Pokaż mi, ile masz w biodrach, a powiem ci, czy masz skłonność do niezobowiązujących przygód - taką propozycję mają dla kobiet naukowcy z Uniwersytetu w Leeds. Wyniki ich badań wskazują, że kobiety o szerokich biodrach są bardziej rozwiązłe, mają przeciętnie większą liczbę partnerów i częściej angażują się w przelotne znajomości. Pisze o tym w najnowszym numerze czasopismo "Archives of Sexual Behavior". Shakira śpiewała już kiedyś, że "biodra nie kłamią", najwyraźniej - miała rację.
Te wnioski to owoc badań 148 kobiet w wieku od 18 do 26 które mierzono i którym zadawano serię pytań o kontakty seksualne, liczbę partnerów, w tym partnerów na jedną noc. Pytano też o wiek, w którym straciły dziewictwo i liczbę partnerów, z którymi były silnie związane emocjonalnie. Okazało się, że na ogólną liczbę partnerów najsilniej wpływała skłonność do przelotnych związków.
Okazało się, że kobiety o biodrach szerszych niż 36 centymetrów miały przeciętnie większą liczbę partnerów, niż te o biodrach poniżej 31 centymetrów szerokości (oczywiście nie należy mylić z obwodem!). W szczególności kobiety, u których co najmniej trzech na czterech partnerów było tylko na jedną noc, były w biodrach o przynajmniej dwa centymetry szersze, niż te bardziej stałe w uczuciach.

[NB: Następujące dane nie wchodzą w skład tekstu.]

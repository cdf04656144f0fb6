//! A sample [`BusinessContext`] implementation.
//!
//! [`LocalBusinessContext`] provides enough KYC and settlement behavior to
//! run a demo VASP node end to end: it auto-generates KYC evidence and
//! recipient signatures rather than consulting a real compliance engine or
//! ledger, mirroring how the reference implementation's test fixture
//! (`BasicBusinessContext`) stands in for a real integration.

use std::collections::HashMap;
use std::sync::RwLock;

use vasp_core::error::BusinessError;
use vasp_core::hooks::{BoxFuture, BusinessContext, VaspInfo};
use vasp_core::payment::{KycData, PaymentObject};
use vasp_core::status::Role;

/// A demo [`BusinessContext`] that approves every payment, auto-generating
/// the KYC evidence and recipient signature a real VASP would obtain from
/// its compliance and signing infrastructure.
#[derive(Debug)]
pub struct LocalBusinessContext {
    my_address: String,
    peers: RwLock<HashMap<String, VaspInfo>>,
}

impl LocalBusinessContext {
    /// Creates a context identifying the local node as `my_address` (its
    /// own Bech32-encoded address).
    #[must_use]
    pub fn new(my_address: impl Into<String>) -> Self {
        Self {
            my_address: my_address.into(),
            peers: RwLock::new(HashMap::new()),
        }
    }

    /// Registers static information about a counterparty VASP.
    pub fn register_peer(&self, address: impl Into<String>, info: VaspInfo) {
        self.peers
            .write()
            .expect("peers lock poisoned")
            .insert(address.into(), info);
    }

    fn is_sender(&self, payment: &PaymentObject) -> bool {
        payment.sender.address == self.my_address
    }
}

impl BusinessContext for LocalBusinessContext {
    fn vasp_info(&self, address: &str) -> BoxFuture<'_, Option<VaspInfo>> {
        let info = self.peers.read().expect("peers lock poisoned").get(address).cloned();
        Box::pin(async move { info })
    }

    fn role(&self, payment: &PaymentObject) -> Role {
        if self.is_sender(payment) {
            Role::Sender
        } else {
            Role::Receiver
        }
    }

    fn check_account_existence<'a>(
        &'a self,
        _payment: &'a PaymentObject,
    ) -> BoxFuture<'a, Result<(), BusinessError>> {
        Box::pin(async move { Ok(()) })
    }

    fn next_kyc_to_provide<'a>(
        &'a self,
        payment: &'a PaymentObject,
    ) -> BoxFuture<'a, Result<Option<KycData>, BusinessError>> {
        let role = self.role(payment);
        let already_provided = match role {
            Role::Sender => payment.sender.kyc_data.is_some(),
            Role::Receiver => payment.receiver.kyc_data.is_some(),
        };
        let reference_id = payment.reference_id.clone();
        let my_address = self.my_address.clone();
        Box::pin(async move {
            if already_provided {
                return Ok(None);
            }
            let blob = format!(
                "{{\"payment_reference_id\":\"{my_address}.{reference_id}\",\"type\":\"individual\"}}"
            );
            Ok(Some(KycData { blob }))
        })
    }

    fn validate_recipient_signature<'a>(
        &'a self,
        _payment: &'a PaymentObject,
    ) -> BoxFuture<'a, Result<(), BusinessError>> {
        Box::pin(async move { Ok(()) })
    }

    fn ready_for_settlement<'a>(
        &'a self,
        payment: &'a PaymentObject,
    ) -> BoxFuture<'a, Result<bool, BusinessError>> {
        let sender_ready = payment.sender.kyc_data.is_some();
        let receiver_ready = payment.receiver.kyc_data.is_some();
        Box::pin(async move { Ok(sender_ready && receiver_ready) })
    }

    fn has_settled<'a>(
        &'a self,
        _payment: &'a PaymentObject,
    ) -> BoxFuture<'a, Result<bool, BusinessError>> {
        Box::pin(async move { Ok(true) })
    }
}

#[cfg(test)]
mod tests {
    use super::*;
    use vasp_core::payment::{PaymentAction, PaymentActor};

    fn sample_payment(my_address: &str) -> PaymentObject {
        PaymentObject::new(
            "v0",
            "ref-1",
            PaymentActor::new(my_address, "sub-a"),
            PaymentActor::new("other-vasp", "sub-b"),
            PaymentAction {
                amount: 100,
                currency: "USD".into(),
                action: "charge".into(),
                timestamp: 0,
            },
        )
    }

    #[tokio::test]
    async fn identifies_itself_as_sender() {
        let ctx = LocalBusinessContext::new("me");
        let payment = sample_payment("me");
        assert_eq!(ctx.role(&payment), Role::Sender);
    }

    #[tokio::test]
    async fn provides_kyc_once_then_stops() {
        let ctx = LocalBusinessContext::new("me");
        let payment = sample_payment("me");
        let kyc = ctx.next_kyc_to_provide(&payment).await.unwrap();
        assert!(kyc.is_some());

        let mut provided = payment;
        provided.sender.kyc_data = kyc;
        let kyc_again = ctx.next_kyc_to_provide(&provided).await.unwrap();
        assert!(kyc_again.is_none());
    }

    #[tokio::test]
    async fn ready_for_settlement_requires_both_sides_kyc() {
        let ctx = LocalBusinessContext::new("me");
        let mut payment = sample_payment("me");
        assert!(!ctx.ready_for_settlement(&payment).await.unwrap());

        payment.sender.kyc_data = Some(KycData { blob: "{}".into() });
        payment.receiver.kyc_data = Some(KycData { blob: "{}".into() });
        assert!(ctx.ready_for_settlement(&payment).await.unwrap());
    }
}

Autorzy pracy tłumaczą to w dość zaskakujący sposób. Ich zdaniem kobiety o szerszych biodrach łatwiej rodzą dzieci, w związku z czym mniej obawiają się porodu i co za tym idzie niechcianej ciąży, stąd mają większą skłonność do seksualnych przygód. Oczywiście jest jeszcze inna możliwość - panie węższe w biodrach mogą po prostu mniej chętnie się do swej przeszłości przyznawać, ale to... ciężko będzie sprawdzić.